Stored data entries
+---+

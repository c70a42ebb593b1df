use serde::{Deserialize, Serialize};

#[derive(Debug, Clone, Default, Serialize, Deserialize)]
pub struct EngineConfig {
    pub identity: IdentityConfig,
    #[serde(default)]
    pub lock: LockConfig,
    #[serde(default)]
    pub queue: QueueConfig,
    #[serde(default)]
    pub sync: SyncConfig,
    #[serde(default)]
    pub health: HealthConfig,
    #[serde(default)]
    pub backup: BackupConfig,
    #[serde(default)]
    pub history: HistoryConfig,
}

/// Who this device is. The author name attributes commits; the fingerprint
/// distinguishes devices sharing the same author.
#[derive(Debug, Clone, Serialize, Deserialize)]
pub struct IdentityConfig {
    pub author: String,
    pub device_fingerprint: String,
}

impl Default for IdentityConfig {
    fn default() -> Self {
        Self {
            author: "Unknown User".into(),
            device_fingerprint: "unknown-device".into(),
        }
    }
}

#[derive(Debug, Clone, Serialize, Deserialize)]
pub struct LockConfig {
    /// How long an `acquire` waits before failing with a lock timeout.
    pub acquire_timeout_ms: u64,
}

impl Default for LockConfig {
    fn default() -> Self {
        Self {
            acquire_timeout_ms: 60_000,
        }
    }
}

#[derive(Debug, Clone, Serialize, Deserialize)]
pub struct QueueConfig {
    /// First-retry delay; doubles per attempt.
    pub base_delay_ms: u64,
    /// Backoff ceiling.
    pub max_delay_ms: u64,
    pub max_retries: u32,
    /// How often the processor polls for ready requests.
    pub poll_interval_ms: u64,
}

impl Default for QueueConfig {
    fn default() -> Self {
        Self {
            base_delay_ms: 1_000,
            max_delay_ms: 30_000,
            max_retries: 3,
            poll_interval_ms: 30_000,
        }
    }
}

#[derive(Debug, Clone, Serialize, Deserialize)]
pub struct SyncConfig {
    /// Debounce window for coalescing mutation-triggered syncs.
    pub debounce_ms: u64,
    /// Shorter window for high-priority changes (paychecks, imports).
    pub high_priority_debounce_ms: u64,
    /// Timestamps within this tolerance are treated as the same instant:
    /// differing entities inside it are conflicts, never a silent
    /// last-writer-wins pick. Device clocks are not assumed synchronized.
    pub max_clock_skew_ms: u64,
}

impl Default for SyncConfig {
    fn default() -> Self {
        Self {
            debounce_ms: 10_000,
            high_priority_debounce_ms: 2_000,
            max_clock_skew_ms: 5_000,
        }
    }
}

#[derive(Debug, Clone, Serialize, Deserialize)]
pub struct HealthConfig {
    /// Ring-buffer capacity for recent sync attempts.
    pub window: usize,
    pub consecutive_failure_threshold: u32,
    /// Windowed error rate above which status degrades (0.0..1.0).
    pub error_rate_threshold: f64,
    /// Average sync duration above which status is "slow".
    pub slow_sync_ms: u64,
}

impl Default for HealthConfig {
    fn default() -> Self {
        Self {
            window: 50,
            consecutive_failure_threshold: 3,
            error_rate_threshold: 0.25,
            slow_sync_ms: 10_000,
        }
    }
}

#[derive(Debug, Clone, Serialize, Deserialize)]
pub struct BackupConfig {
    pub enabled: bool,
    /// How many pre-sync backups to retain.
    pub retain: usize,
}

impl Default for BackupConfig {
    fn default() -> Self {
        Self {
            enabled: true,
            retain: 5,
        }
    }
}

#[derive(Debug, Clone, Serialize, Deserialize)]
pub struct HistoryConfig {
    /// How many distinct device fingerprints one author may use before
    /// consistency checks flag the commit.
    pub max_devices_per_author: usize,
    /// Recent commits inspected for the consistency check.
    pub device_check_depth: usize,
}

impl Default for HistoryConfig {
    fn default() -> Self {
        Self {
            max_devices_per_author: 3,
            device_check_depth: 10,
        }
    }
}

+---+

# Problem details
In the entries above, count each line holding "usize" and report the total and nothing more.

# Response to the task
4